- **What is being asked**
Lines to return, exactly: from the line with "use crate::error::FormError;" to the line with "the serde representation)" in the entries below, both included.

___ Task material

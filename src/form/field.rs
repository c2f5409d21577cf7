//! Form Fields
//!
//! The closed set of sign-up fields and the values a caller holds for them.

use serde::{Deserialize, Serialize};
use std::fmt;
use std::str::FromStr;

use crate::error::FormError;

/// One of the three sign-up inputs
///
/// Variants are declared in form order, so sorting by `FieldName` gives the
/// order in which fields are validated and displayed.
#[derive(Debug, Clone, Copy, PartialEq, Eq, PartialOrd, Ord, Hash, Serialize, Deserialize)]
#[serde(rename_all = "camelCase")]
pub enum FieldName {
    Email,
    Password,
    ConfirmPassword,
}

impl FieldName {
    /// All fields in declaration order
    pub const ALL: [FieldName; 3] = [
        FieldName::Email,
        FieldName::Password,
        FieldName::ConfirmPassword,
    ];

    /// Wire name of the field (matches the serde representation)
    pub fn as_str(self) -> &'static str {
        match self {
            FieldName::Email => "email",
            FieldName::Password => "password",
            FieldName::ConfirmPassword => "confirmPassword",
        }
    }
}

impl fmt::Display for FieldName {
    fn fmt(&self, f: &mut fmt::Formatter<'_>) -> fmt::Result {
        f.write_str(self.as_str())
    }
}

impl FromStr for FieldName {
    type Err = FormError;

    fn from_str(s: &str) -> Result<Self, Self::Err> {
        FieldName::ALL
            .into_iter()
            .find(|field| field.as_str() == s)
            .ok_or_else(|| FormError::InvalidFieldKind(s.to_string()))
    }
}

/// Current text of every field, owned by the caller
#[derive(Debug, Clone, Default, PartialEq, Eq, Serialize, Deserialize)]
#[serde(rename_all = "camelCase", default)]
pub struct FormValues {
    pub email: String,
    pub password: String,
    pub confirm_password: String,
}

impl FormValues {
    pub fn new(
        email: impl Into<String>,
        password: impl Into<String>,
        confirm_password: impl Into<String>,
    ) -> Self {
        Self {
            email: email.into(),
            password: password.into(),
            confirm_password: confirm_password.into(),
        }
    }

    pub fn get(&self, field: FieldName) -> &str {
        match field {
            FieldName::Email => &self.email,
            FieldName::Password => &self.password,
            FieldName::ConfirmPassword => &self.confirm_password,
        }
    }

    pub fn set(&mut self, field: FieldName, value: impl Into<String>) {
        let slot = match field {
            FieldName::Email => &mut self.email,
            FieldName::Password => &mut self.password,
            FieldName::ConfirmPassword => &mut self.confirm_password,
        };
        *slot = value.into();
    }
}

______

- **Response area**
use crate::error::FormError;

/// One of the three sign-up inputs
///
/// Variants are declared in form order, so sorting by `FieldName` gives the
/// order in which fields are validated and displayed.
#[derive(Debug, Clone, Copy, PartialEq, Eq, PartialOrd, Ord, Hash, Serialize, Deserialize)]
#[serde(rename_all = "camelCase")]
pub enum FieldName {
    Email,
    Password,
    ConfirmPassword,
}

impl FieldName {
    /// All fields in declaration order
    pub const ALL: [FieldName; 3] = [
        FieldName::Email,
        FieldName::Password,
        FieldName::ConfirmPassword,
    ];

    /// Wire name of the field (matches the serde representation)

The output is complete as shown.